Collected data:
————————

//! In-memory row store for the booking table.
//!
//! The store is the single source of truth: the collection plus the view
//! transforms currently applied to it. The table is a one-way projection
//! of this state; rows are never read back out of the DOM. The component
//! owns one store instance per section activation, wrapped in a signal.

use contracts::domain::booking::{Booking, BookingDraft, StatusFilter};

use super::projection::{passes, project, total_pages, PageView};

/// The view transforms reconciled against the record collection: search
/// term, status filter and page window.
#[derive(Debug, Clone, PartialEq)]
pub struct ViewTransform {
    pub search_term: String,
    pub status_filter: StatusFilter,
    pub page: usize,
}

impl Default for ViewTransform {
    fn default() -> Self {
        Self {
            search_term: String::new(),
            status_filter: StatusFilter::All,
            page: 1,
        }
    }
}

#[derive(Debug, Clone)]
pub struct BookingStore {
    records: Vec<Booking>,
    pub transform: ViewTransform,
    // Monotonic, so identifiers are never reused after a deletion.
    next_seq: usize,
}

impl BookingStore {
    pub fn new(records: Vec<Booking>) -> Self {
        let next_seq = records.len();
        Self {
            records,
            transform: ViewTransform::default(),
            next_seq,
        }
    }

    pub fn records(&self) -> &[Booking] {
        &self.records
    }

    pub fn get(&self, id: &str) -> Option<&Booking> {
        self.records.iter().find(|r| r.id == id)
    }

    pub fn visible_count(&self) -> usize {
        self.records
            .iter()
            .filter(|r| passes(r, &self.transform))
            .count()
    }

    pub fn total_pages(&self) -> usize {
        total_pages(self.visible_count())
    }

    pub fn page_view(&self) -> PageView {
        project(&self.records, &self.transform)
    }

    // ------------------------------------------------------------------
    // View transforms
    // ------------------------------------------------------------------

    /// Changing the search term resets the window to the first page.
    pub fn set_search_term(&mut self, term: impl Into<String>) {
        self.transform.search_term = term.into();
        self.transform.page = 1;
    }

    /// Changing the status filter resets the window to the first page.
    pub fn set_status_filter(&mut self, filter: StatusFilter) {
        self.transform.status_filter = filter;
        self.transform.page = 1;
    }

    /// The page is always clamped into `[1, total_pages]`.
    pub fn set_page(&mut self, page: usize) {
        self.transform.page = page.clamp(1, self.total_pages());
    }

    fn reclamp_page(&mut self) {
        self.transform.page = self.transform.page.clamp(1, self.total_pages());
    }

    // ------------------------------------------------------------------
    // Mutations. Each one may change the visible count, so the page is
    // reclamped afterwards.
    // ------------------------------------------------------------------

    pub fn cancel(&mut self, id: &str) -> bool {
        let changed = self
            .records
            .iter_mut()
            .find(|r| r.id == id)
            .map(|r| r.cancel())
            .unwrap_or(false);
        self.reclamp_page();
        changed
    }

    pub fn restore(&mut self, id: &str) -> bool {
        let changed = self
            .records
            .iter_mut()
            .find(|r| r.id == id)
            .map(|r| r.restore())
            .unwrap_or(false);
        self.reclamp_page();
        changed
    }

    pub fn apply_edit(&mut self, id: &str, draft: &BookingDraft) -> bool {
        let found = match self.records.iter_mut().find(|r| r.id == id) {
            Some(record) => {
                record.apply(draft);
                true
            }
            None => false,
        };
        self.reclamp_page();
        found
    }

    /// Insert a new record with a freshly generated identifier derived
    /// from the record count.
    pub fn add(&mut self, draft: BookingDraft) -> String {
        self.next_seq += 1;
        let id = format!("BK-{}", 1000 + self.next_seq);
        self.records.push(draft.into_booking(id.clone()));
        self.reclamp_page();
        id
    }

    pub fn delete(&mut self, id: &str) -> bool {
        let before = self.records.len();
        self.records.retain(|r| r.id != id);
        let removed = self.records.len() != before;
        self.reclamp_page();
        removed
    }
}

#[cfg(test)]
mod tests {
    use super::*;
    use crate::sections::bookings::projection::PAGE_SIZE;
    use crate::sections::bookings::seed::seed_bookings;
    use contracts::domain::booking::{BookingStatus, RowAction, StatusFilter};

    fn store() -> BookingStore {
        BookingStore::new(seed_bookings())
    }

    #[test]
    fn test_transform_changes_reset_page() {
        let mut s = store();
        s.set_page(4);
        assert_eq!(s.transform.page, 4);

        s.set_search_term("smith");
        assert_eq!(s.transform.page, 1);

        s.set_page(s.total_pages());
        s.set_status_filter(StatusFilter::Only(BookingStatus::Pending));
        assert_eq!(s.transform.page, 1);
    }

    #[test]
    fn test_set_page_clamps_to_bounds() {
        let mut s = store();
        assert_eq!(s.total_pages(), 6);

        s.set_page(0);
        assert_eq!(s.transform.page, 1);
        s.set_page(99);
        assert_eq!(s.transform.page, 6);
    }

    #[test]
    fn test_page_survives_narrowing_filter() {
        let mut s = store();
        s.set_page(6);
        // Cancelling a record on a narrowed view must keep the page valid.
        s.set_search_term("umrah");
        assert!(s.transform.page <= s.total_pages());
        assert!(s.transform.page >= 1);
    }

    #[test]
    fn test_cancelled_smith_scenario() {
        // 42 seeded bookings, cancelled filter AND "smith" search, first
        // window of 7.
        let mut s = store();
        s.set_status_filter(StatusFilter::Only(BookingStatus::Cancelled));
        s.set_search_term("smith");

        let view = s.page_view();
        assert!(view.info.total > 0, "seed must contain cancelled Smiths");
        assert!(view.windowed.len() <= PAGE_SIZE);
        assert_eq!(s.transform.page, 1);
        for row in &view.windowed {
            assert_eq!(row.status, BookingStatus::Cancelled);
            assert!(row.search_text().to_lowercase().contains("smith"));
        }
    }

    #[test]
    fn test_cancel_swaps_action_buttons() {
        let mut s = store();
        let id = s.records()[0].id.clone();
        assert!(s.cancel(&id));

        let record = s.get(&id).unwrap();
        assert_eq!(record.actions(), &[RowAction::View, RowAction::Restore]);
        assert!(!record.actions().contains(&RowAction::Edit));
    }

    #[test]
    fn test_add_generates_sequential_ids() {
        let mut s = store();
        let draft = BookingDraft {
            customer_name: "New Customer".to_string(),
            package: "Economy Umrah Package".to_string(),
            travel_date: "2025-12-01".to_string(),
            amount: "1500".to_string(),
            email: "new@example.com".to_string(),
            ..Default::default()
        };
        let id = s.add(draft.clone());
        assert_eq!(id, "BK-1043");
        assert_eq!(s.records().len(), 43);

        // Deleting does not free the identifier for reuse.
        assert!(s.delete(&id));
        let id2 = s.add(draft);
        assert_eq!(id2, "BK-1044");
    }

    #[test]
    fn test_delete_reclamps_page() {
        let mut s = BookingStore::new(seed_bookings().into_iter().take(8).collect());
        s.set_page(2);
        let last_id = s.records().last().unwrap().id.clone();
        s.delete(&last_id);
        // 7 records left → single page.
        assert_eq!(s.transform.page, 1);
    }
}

————————

» Your objective
Write each line of the data above out again without altering a word.

» Exercise response
//! In-memory row store for the booking table.
//!
//! The store is the single source of truth: the collection plus the view
//! transforms currently applied to it. The table is a one-way projection
//! of this state; rows are never read back out of the DOM. The component
//! owns one store instance per section activation, wrapped in a signal.

use contracts::domain::booking::{Booking, BookingDraft, StatusFilter};

use super::projection::{passes, project, total_pages, PageView};

/// The view transforms reconciled against the record collection: search
/// term, status filter and page window.
#[derive(Debug, Clone, PartialEq)]
pub struct ViewTransform {
    pub search_term: String,
    pub status_filter: StatusFilter,
    pub page: usize,
}

impl Default for ViewTransform {
    fn default() -> Self {
        Self {
            search_term: String::new(),
            status_filter: StatusFilter::All,
            page: 1,
        }
    }
}

#[derive(Debug, Clone)]
pub struct BookingStore {
    records: Vec<Booking>,
    pub transform: ViewTransform,
    // Monotonic, so identifiers are never reused after a deletion.
    next_seq: usize,
}

impl BookingStore {
    pub fn new(records: Vec<Booking>) -> Self {
        let next_seq = records.len();
        Self {
            records,
            transform: ViewTransform::default(),
            next_seq,
        }
    }

    pub fn records(&self) -> &[Booking] {
        &self.records
    }

    pub fn get(&self, id: &str) -> Option<&Booking> {
        self.records.iter().find(|r| r.id == id)
    }

    pub fn visible_count(&self) -> usize {
        self.records
            .iter()
            .filter(|r| passes(r, &self.transform))
            .count()
    }

    pub fn total_pages(&self) -> usize {
        total_pages(self.visible_count())
    }

    pub fn page_view(&self) -> PageView {
        project(&self.records, &self.transform)
    }

    // ------------------------------------------------------------------
    // View transforms
    // ------------------------------------------------------------------

    /// Changing the search term resets the window to the first page.
    pub fn set_search_term(&mut self, term: impl Into<String>) {
        self.transform.search_term = term.into();
        self.transform.page = 1;
    }

    /// Changing the status filter resets the window to the first page.
    pub fn set_status_filter(&mut self, filter: StatusFilter) {
        self.transform.status_filter = filter;
        self.transform.page = 1;
    }

    /// The page is always clamped into `[1, total_pages]`.
    pub fn set_page(&mut self, page: usize) {
        self.transform.page = page.clamp(1, self.total_pages());
    }

    fn reclamp_page(&mut self) {
        self.transform.page = self.transform.page.clamp(1, self.total_pages());
    }

    // ------------------------------------------------------------------
    // Mutations. Each one may change the visible count, so the page is
    // reclamped afterwards.
    // ------------------------------------------------------------------

    pub fn cancel(&mut self, id: &str) -> bool {
        let changed = self
            .records
            .iter_mut()
            .find(|r| r.id == id)
            .map(|r| r.cancel())
            .unwrap_or(false);
        self.reclamp_page();
        changed
    }

    pub fn restore(&mut self, id: &str) -> bool {
        let changed = self
            .records
            .iter_mut()
            .find(|r| r.id == id)
            .map(|r| r.restore())
            .unwrap_or(false);
        self.reclamp_page();
        changed
    }

    pub fn apply_edit(&mut self, id: &str, draft: &BookingDraft) -> bool {
        let found = match self.records.iter_mut().find(|r| r.id == id) {
            Some(record) => {
                record.apply(draft);
                true
            }
            None => false,
        };
        self.reclamp_page();
        found
    }

    /// Insert a new record with a freshly generated identifier derived
    /// from the record count.
    pub fn add(&mut self, draft: BookingDraft) -> String {
        self.next_seq += 1;
        let id = format!("BK-{}", 1000 + self.next_seq);
        self.records.push(draft.into_booking(id.clone()));
        self.reclamp_page();
        id
    }

    pub fn delete(&mut self, id: &str) -> bool {
        let before = self.records.len();
        self.records.retain(|r| r.id != id);
        let removed = self.records.len() != before;
        self.reclamp_page();
        removed
    }
}

#[cfg(test)]
mod tests {
    use super::*;
    use crate::sections::bookings::projection::PAGE_SIZE;
    use crate::sections::bookings::seed::seed_bookings;
    use contracts::domain::booking::{BookingStatus, RowAction, StatusFilter};

    fn store() -> BookingStore {
        BookingStore::new(seed_bookings())
    }

    #[test]
    fn test_transform_changes_reset_page() {
        let mut s = store();
        s.set_page(4);
        assert_eq!(s.transform.page, 4);

        s.set_search_term("smith");
        assert_eq!(s.transform.page, 1);

        s.set_page(s.total_pages());
        s.set_status_filter(StatusFilter::Only(BookingStatus::Pending));
        assert_eq!(s.transform.page, 1);
    }

    #[test]
    fn test_set_page_clamps_to_bounds() {
        let mut s = store();
        assert_eq!(s.total_pages(), 6);

        s.set_page(0);
        assert_eq!(s.transform.page, 1);
        s.set_page(99);
        assert_eq!(s.transform.page, 6);
    }

    #[test]
    fn test_page_survives_narrowing_filter() {
        let mut s = store();
        s.set_page(6);
        // Cancelling a record on a narrowed view must keep the page valid.
        s.set_search_term("umrah");
        assert!(s.transform.page <= s.total_pages());
        assert!(s.transform.page >= 1);
    }

    #[test]
    fn test_cancelled_smith_scenario() {
        // 42 seeded bookings, cancelled filter AND "smith" search, first
        // window of 7.
        let mut s = store();
        s.set_status_filter(StatusFilter::Only(BookingStatus::Cancelled));
        s.set_search_term("smith");

        let view = s.page_view();
        assert!(view.info.total > 0, "seed must contain cancelled Smiths");
        assert!(view.windowed.len() <= PAGE_SIZE);
        assert_eq!(s.transform.page, 1);
        for row in &view.windowed {
            assert_eq!(row.status, BookingStatus::Cancelled);
            assert!(row.search_text().to_lowercase().contains("smith"));
        }
    }

    #[test]
    fn test_cancel_swaps_action_buttons() {
        let mut s = store();
        let id = s.records()[0].id.clone();
        assert!(s.cancel(&id));

        let record = s.get(&id).unwrap();
        assert_eq!(record.actions(), &[RowAction::View, RowAction::Restore]);
        assert!(!record.actions().contains(&RowAction::Edit));
    }

    #[test]
    fn test_add_generates_sequential_ids() {
        let mut s = store();
        let draft = BookingDraft {
            customer_name: "New Customer".to_string(),
            package: "Economy Umrah Package".to_string(),
            travel_date: "2025-12-01".to_string(),
            amount: "1500".to_string(),
            email: "new@example.com".to_string(),
            ..Default::default()
        };
        let id = s.add(draft.clone());
        assert_eq!(id, "BK-1043");
        assert_eq!(s.records().len(), 43);

        // Deleting does not free the identifier for reuse.
        assert!(s.delete(&id));
        let id2 = s.add(draft);
        assert_eq!(id2, "BK-1044");
    }

    #[test]
    fn test_delete_reclamps_page() {
        let mut s = BookingStore::new(seed_bookings().into_iter().take(8).collect());
        s.set_page(2);
        let last_id = s.records().last().unwrap().id.clone();
        s.delete(&last_id);
        // 7 records left → single page.
        assert_eq!(s.transform.page, 1);
    }
}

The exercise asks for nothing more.